Is there any way to assign focus to an unknown link that is next to an html tag? Thanks in advance for any help/direction here.

-Kevin

Link to comment
Share on other sites

I'm not sure how to do it using the _IE functions as I usually evaluate the source with StringRegEx. (it's faster)

Because I don't know if you want to actually have the information visible in the browser, or if you are just using it do get to the information you want I made a couple of examples.

This code tries to look exaclty like your example. It navigates to the main page for a drug, then to it's Interactions page. (if available) This makes it pretty slow.

#include <IE.au3>
$oIE = _IECreate ("about:blank")
For $i = 1 To 9
    $id = "DB" & StringFormat("%05i",$i)
    _IENavigate($oIE,"http://www.drugbank.ca/drugs/" & $id)
    $sSource = _IEBodyReadHTML($oIE)
    $aLink = StringRegExp($sSource,'<TD>Interactions</TD>\s+<TD><A class=link-out href="(.*?)"',1)
    If @error Then
        ConsoleWrite("No interactions link available for " & $id & @CRLF)
    Else
        _IENavigate($oIE,$aLink[0])
    EndIf
Next

This code navigates directly between Interaction pages, without loading the main pages in between. Slightly faster.

#include <IE.au3>
$oIE = _IECreate ("about:blank")
For $i = 1 To 9
    $id = "DB" & StringFormat("%05i",$i)
    $sSource = InetRead("http://www.drugbank.ca/drugs/" & $id)
    $sSource = BinaryToString($sSource)
    $aLink = StringRegExp($sSource,'<td>Interactions</td>\s+<td><a href="(.*?)"',1)
    If @error Then
        ConsoleWrite("No interactions link available for " & $id & @CRLF)
    Else
        _IENavigate($oIE,$aLink[0])
    EndIf
Next

This code doesn't open IE, but instead returns an array with direct links to the Interactions pages for the different drugs.

#include <array.au3>
Local $aInteractions[10][2]
For $i = 1 To UBound($aInteractions) -1
    $aInteractions[$i][0] = "DB" & StringFormat("%05i",$i)
    $sSource = InetRead("http://www.drugbank.ca/drugs/" & $aInteractions[$i][0])
    $sSource = BinaryToString($sSource)
    $aLink = StringRegExp($sSource,'<td>Interactions</td>\s+<td><a href="(.*?)"',1)
    If @error Then
        ConsoleWrite("No interactions link available for " & $aInteractions[$i][0] & @CRLF)
        $aInteractions[$i][1] = "Not Available"
    Else
        ConsoleWrite("Link saved for " & $aInteractions[$i][0] & @CRLF)
        $aInteractions[$i][1] = $aLink[0]
    EndIf
Next
_ArrayDisplay($aInteractions)

To increase the speed even more you could do simultaneous downloads with INetGet, but that takes a bit more time to throw together, so unless you are interested I'm not going to supply an example.

Link to comment
Share on other sites

I'm not sure how to do it using the _IE functions as I usually evaluate the source with StringRegEx. (it's faster)

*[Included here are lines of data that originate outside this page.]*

//! Driving the listing portal's date search form.

use std::sync::LazyLock;
use std::time::Duration;

use regex::Regex;
use tracing::{debug, info, warn};

use super::browser::AutomationSession;
use crate::config::{BrowserEngineConfig, ElementQuery, SiteConfig};
use crate::error::ScrapeError;

/// How long each submit or cookie control gets to appear.
const CONTROL_WAIT: Duration = Duration::from_secs(5);
/// Second, shorter results wait after re-submitting with Enter.
const RETRY_RESULTS_WAIT: Duration = Duration::from_secs(15);
const POLL_INTERVAL: Duration = Duration::from_millis(250);

static INTEGER: LazyLock<Regex> = LazyLock::new(|| Regex::new(r"\d+").unwrap());

/// Steps that take the portal from a blank tab to the first results page.
#[derive(Debug, Clone)]
pub struct Portal {
    site: SiteConfig,
    page_load_timeout: Duration,
    wait_timeout: Duration,
}

impl Portal {
    pub fn new(site: SiteConfig, browser: &BrowserEngineConfig) -> Self {
        Self {
            site,
            page_load_timeout: Duration::from_secs(browser.page_load_timeout),
            wait_timeout: Duration::from_secs(browser.wait_timeout),
        }
    }

    pub fn site(&self) -> &SiteConfig {
        &self.site
    }

    fn settle(&self) -> tokio::time::Sleep {
        tokio::time::sleep(Duration::from_millis(self.site.settle_delay_ms))
    }

    /// Load the listing page and dismiss any cookie banner.
    pub async fn open(&self, session: &dyn AutomationSession) -> Result<(), ScrapeError> {
        info!("Opening {}", self.site.listing_url);
        session.navigate(&self.site.listing_url).await?;
        if !session.wait_for("body", self.page_load_timeout).await? {
            return Err(ScrapeError::Navigation(
                "Listing page did not load".to_string(),
            ));
        }
        if self.accept_cookies(session).await {
            debug!("Dismissed cookie banner");
        }
        self.settle().await;
        Ok(())
    }

    /// Click the first cookie accept control present. Never fails.
    pub async fn accept_cookies(&self, session: &dyn AutomationSession) -> bool {
        for query in &self.site.cookie_controls {
            let Ok(controls) = session.controls(query).await else {
                continue;
            };
            if let Some(control) = controls.first() {
                if session.click(query, control.index).await.is_ok() {
                    return true;
                }
            }
        }
        false
    }

    /// Fill both date inputs. Returns false when either could not be set;
    /// the search is still attempted in that case.
    pub async fn set_dates(&self, session: &dyn AutomationSession, display_date: &str) -> bool {
        let mut all_set = true;
        for field in [&self.site.from_date_field, &self.site.to_date_field] {
            if let Err(e) = self.set_date_field(session, field, display_date).await {
                warn!("Failed to set {}: {}", field, e);
                all_set = false;
            }
        }
        all_set
    }

    async fn set_date_field(
        &self,
        session: &dyn AutomationSession,
        field_id: &str,
        value: &str,
    ) -> Result<(), ScrapeError> {
        let css = format!("#{field_id}");
        if !session.wait_for(&css, self.wait_timeout).await? {
            return Err(ScrapeError::Navigation(format!("{css} not found")));
        }

        let script = format!(
            r#"(() => {{
                const el = document.getElementById({id});
                if (!el) return false;
                el.removeAttribute('readonly');
                el.value = '';
                el.value = {value};
                for (const ev of ['input', 'change', 'blur']) {{
                    el.dispatchEvent(new Event(ev, {{bubbles: true}}));
                }}
                return true;
            }})()"#,
            id = serde_json::Value::from(field_id),
            value = serde_json::Value::from(value),
        );
        match session.run_script(&script).await? {
            serde_json::Value::Bool(false) => {
                Err(ScrapeError::Navigation(format!("{css} not writable")))
            }
            _ => Ok(()),
        }
    }

    /// Submit the search, falling back to an Enter key press in the "to"
    /// field when no submit control exists.
    pub async fn submit(&self, session: &dyn AutomationSession) -> Result<(), ScrapeError> {
        for query in &self.site.submit_controls {
            if !session.wait_for(&query.css, CONTROL_WAIT).await? {
                continue;
            }
            let controls = session.controls(query).await?;
            let Some(control) = controls.first() else {
                continue;
            };
            debug!("Submitting via {}", query);
            self.prepare_control(session, query, control.index).await;
            if session.click(query, control.index).await.is_ok() {
                self.settle().await;
                return Ok(());
            }
        }

        if self.press_enter(session).await {
            self.settle().await;
            return Ok(());
        }
        Err(ScrapeError::Navigation("Failed to submit form".to_string()))
    }

    /// Scroll a control into view and clear any `disabled` flag so the
    /// click that follows is not swallowed.
    async fn prepare_control(
        &self,
        session: &dyn AutomationSession,
        query: &ElementQuery,
        index: usize,
    ) {
        let script = format!(
            r#"(() => {{
                const el = document.querySelectorAll({css})[{index}];
                if (!el) return false;
                el.scrollIntoView({{block: 'center'}});
                el.disabled = false;
                el.removeAttribute('disabled');
                return true;
            }})()"#,
            css = serde_json::Value::from(query.css.as_str()),
        );
        if let Err(e) = session.run_script(&script).await {
            debug!("Could not prepare {}: {}", query, e);
        }
    }

    async fn press_enter(&self, session: &dyn AutomationSession) -> bool {
        let script = format!(
            r#"(() => {{
                const el = document.getElementById({id});
                if (!el) return false;
                for (const type of ['keydown', 'keypress', 'keyup']) {{
                    el.dispatchEvent(new KeyboardEvent(type, {{
                        key: 'Enter', code: 'Enter', keyCode: 13, which: 13, bubbles: true
                    }}));
                }}
                if (el.form) el.form.requestSubmit ? el.form.requestSubmit() : el.form.submit();
                return true;
            }})()"#,
            id = serde_json::Value::from(self.site.to_date_field.as_str()),
        );
        matches!(
            session.run_script(&script).await,
            Ok(serde_json::Value::Bool(true))
        )
    }

    /// Wait until announcement blocks or a "no records" marker appear,
    /// re-submitting once with Enter before giving up.
    pub async fn await_results(&self, session: &dyn AutomationSession) -> Result<(), ScrapeError> {
        if self.results_or_empty(session, self.wait_timeout).await? {
            return Ok(());
        }
        warn!("Results did not appear, re-submitting with Enter");
        self.press_enter(session).await;
        self.settle().await;
        if self.results_or_empty(session, RETRY_RESULTS_WAIT).await? {
            return Ok(());
        }
        Err(ScrapeError::Navigation("Failed to load results".to_string()))
    }

    async fn results_or_empty(
        &self,
        session: &dyn AutomationSession,
        timeout: Duration,
    ) -> Result<bool, ScrapeError> {
        let deadline = tokio::time::Instant::now() + timeout;
        loop {
            if session.count(&self.site.block_selector).await? > 0 {
                return Ok(true);
            }
            let text = session.page_text().await?;
            if self.site.empty_markers.iter().any(|m| text.contains(m.as_str())) {
                debug!("Portal reports no records");
                return Ok(true);
            }
            if tokio::time::Instant::now() >= deadline {
                return Ok(false);
            }
            tokio::time::sleep(POLL_INTERVAL).await;
        }
    }

    /// Announcement total shown by the portal, or 0 when unreadable.
    pub async fn read_total(&self, session: &dyn AutomationSession) -> u64 {
        let primary = ElementQuery::css(&self.site.total_selector);
        if session
            .wait_for(&primary.css, CONTROL_WAIT)
            .await
            .unwrap_or(false)
        {
            if let Ok(controls) = session.controls(&primary).await {
                if let Some(n) = controls.first().and_then(|c| first_integer(&c.text)) {
                    return n;
                }
            }
        }

        let fallback = ElementQuery::css(&self.site.total_fallback_selector);
        match session.controls(&fallback).await {
            Ok(controls) => {
                let joined = controls
                    .iter()
                    .map(|c| c.text.trim())
                    .filter(|t| !t.is_empty())
                    .collect::<Vec<_>>()
                    .join(" ");
                last_integer(&joined).unwrap_or(0)
            }
            Err(_) => 0,
        }
    }
}

fn first_integer(text: &str) -> Option<u64> {
    INTEGER.find(text).and_then(|m| m.as_str().parse().ok())
}

fn last_integer(text: &str) -> Option<u64> {
    INTEGER.find_iter(text).last().and_then(|m| m.as_str().parse().ok())
}

#[cfg(test)]
mod tests {
    use super::*;
    use crate::scrapers::browser::HtmlFixtureSession;

    fn portal() -> Portal {
        let site = SiteConfig {
            settle_delay_ms: 0,
            ..SiteConfig::default()
        };
        let browser = BrowserEngineConfig {
            wait_timeout: 0,
            page_load_timeout: 0,
            ..BrowserEngineConfig::default()
        };
        Portal::new(site, &browser)
    }

    const FORM: &str = r#"<html><body>
        <button id="onetrust-accept-btn-handler">Accept All</button>
        <input id="txtFromDt" readonly><input id="txtToDt" readonly>
        <input id="btnSubmit" type="button" value="Submit">
        <div class="col-lg-6 text-right ng-binding">Total <b class="ng-binding">128</b> announcements</div>
        <table ng-repeat="cann in CorpannData.Table"><tr><td>ACME</td></tr></table>
    </body></html>"#;

    #[test]
    fn test_integer_helpers() {
        assert_eq!(first_integer("Showing 1 - 50 of 312"), Some(1));
        assert_eq!(last_integer("Showing 1 - 50 of 312"), Some(312));
        assert_eq!(first_integer("none"), None);
    }

    #[tokio::test]
    async fn test_form_flow_against_fixture() {
        let session = HtmlFixtureSession::new(vec![FORM.to_string()]);
        let portal = portal();

        portal.open(&session).await.unwrap();
        assert!(portal.set_dates(&session, "15/03/2024").await);
        portal.submit(&session).await.unwrap();
        portal.await_results(&session).await.unwrap();
        assert_eq!(portal.read_total(&session).await, 128);

        let log = session.log();
        let log = log.lock().unwrap();
        assert_eq!(log.navigations, vec![portal.site().listing_url.clone()]);
        assert!(log.clicks.iter().any(|c| c == "#onetrust-accept-btn-handler"));
        assert!(log.clicks.iter().any(|c| c == "#btnSubmit"));
        assert_eq!(
            log.scripts
                .iter()
                .filter(|s| s.contains("\"15/03/2024\""))
                .count(),
            2
        );
    }

    #[tokio::test]
    async fn test_disabled_submit_is_enabled_before_click() {
        let page = r#"<html><body>
            <input id="txtFromDt"><input id="txtToDt">
            <input id="btnSubmit" type="button" value="Submit" disabled>
        </body></html>"#;
        let session = HtmlFixtureSession::new(vec![page.to_string()]);
        portal().submit(&session).await.unwrap();

        let log = session.log();
        let log = log.lock().unwrap();
        assert_eq!(log.clicks, vec!["#btnSubmit".to_string()]);
        assert!(log
            .scripts
            .iter()
            .any(|s| s.contains("\"#btnSubmit\"") && s.contains("el.disabled = false")));
    }

    #[tokio::test(start_paused = true)]
    async fn test_total_fallback_uses_last_integer() {
        let page = r#"<html><body>
            <div class="col-lg-6 text-right">Page 1 of 7</div>
            <div class="col-lg-6 text-right">Records 64</div>
        </body></html>"#;
        let session = HtmlFixtureSession::new(vec![page.to_string()]);
        let portal = Portal::new(SiteConfig::default(), &BrowserEngineConfig::default());
        assert_eq!(portal.read_total(&session).await, 64);
    }

    #[tokio::test]
    async fn test_total_defaults_to_zero() {
        let session = HtmlFixtureSession::new(vec!["<html><body></body></html>".to_string()]);
        tokio::time::pause();
        assert_eq!(portal().read_total(&session).await, 0);
    }

    #[tokio::test]
    async fn test_empty_marker_counts_as_loaded() {
        let page = "<html><body><p>No Records Found</p></body></html>";
        let session = HtmlFixtureSession::new(vec![page.to_string()]);
        portal().await_results(&session).await.unwrap();
    }

    #[tokio::test(start_paused = true)]
    async fn test_missing_results_fail() {
        let session = HtmlFixtureSession::new(vec!["<html><body></body></html>".to_string()]);
        let err = portal().await_results(&session).await.unwrap_err();
        assert_eq!(err.to_string(), "Failed to load results");
    }

    #[tokio::test(start_paused = true)]
    async fn test_submit_falls_back_to_enter() {
        let page = r#"<html><body><input id="txtToDt"></body></html>"#;
        let session = HtmlFixtureSession::new(vec![page.to_string()]);
        portal().submit(&session).await.unwrap();
        let log = session.log();
        assert!(log.lock().unwrap().scripts.iter().any(|s| s.contains("Enter")));
    }
}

Because I don't know if you want to actually have the information visible in the browser, or if you are just using it do get to the information you want I made a couple of examples.

This code tries to look exaclty like your example. It navigates to the main page for a drug, then to it's Interactions page. (if available) This makes it pretty slow.

#include <IE.au3>
$oIE = _IECreate ("about:blank")
For $i = 1 To 9
    $id = "DB" & StringFormat("%05i",$i)
    _IENavigate($oIE,"http://www.drugbank.ca/drugs/" & $id)
    $sSource = _IEBodyReadHTML($oIE)
    $aLink = StringRegExp($sSource,'<TD>Interactions</TD>\s+<TD><A class=link-out href="(.*?)"',1)
    If @error Then
        ConsoleWrite("No interactions link available for " & $id & @CRLF)
    Else
        _IENavigate($oIE,$aLink[0])
    EndIf
Next

This code navigates directly between Interaction pages, without loading the main pages in between. Slightly faster.

#include <IE.au3>
$oIE = _IECreate ("about:blank")
For $i = 1 To 9
    $id = "DB" & StringFormat("%05i",$i)
    $sSource = InetRead("http://www.drugbank.ca/drugs/" & $id)
    $sSource = BinaryToString($sSource)
    $aLink = StringRegExp($sSource,'<td>Interactions</td>\s+<td><a href="(.*?)"',1)
    If @error Then
        ConsoleWrite("No interactions link available for " & $id & @CRLF)
    Else
        _IENavigate($oIE,$aLink[0])
    EndIf
Next

This code doesn't open IE, but instead returns an array with direct links to the Interactions pages for the different drugs.

#include <array.au3>
Local $aInteractions[10][2]
For $i = 1 To UBound($aInteractions) -1
    $aInteractions[$i][0] = "DB" & StringFormat("%05i",$i)
    $sSource = InetRead("http://www.drugbank.ca/drugs/" & $aInteractions[$i][0])
    $sSource = BinaryToString($sSource)
    $aLink = StringRegExp($sSource,'<td>Interactions</td>\s+<td><a href="(.*?)"',1)
    If @error Then
        ConsoleWrite("No interactions link available for " & $aInteractions[$i][0] & @CRLF)
        $aInteractions[$i][1] = "Not Available"
    Else
        ConsoleWrite("Link saved for " & $aInteractions[$i][0] & @CRLF)
        $aInteractions[$i][1] = $aLink[0]
    EndIf
Next
_ArrayDisplay($aInteractions)

To increase the speed even more you could do simultaneous downloads with INetGet, but that takes a bit more time to throw together, so unless you are interested I'm not going to supply an example.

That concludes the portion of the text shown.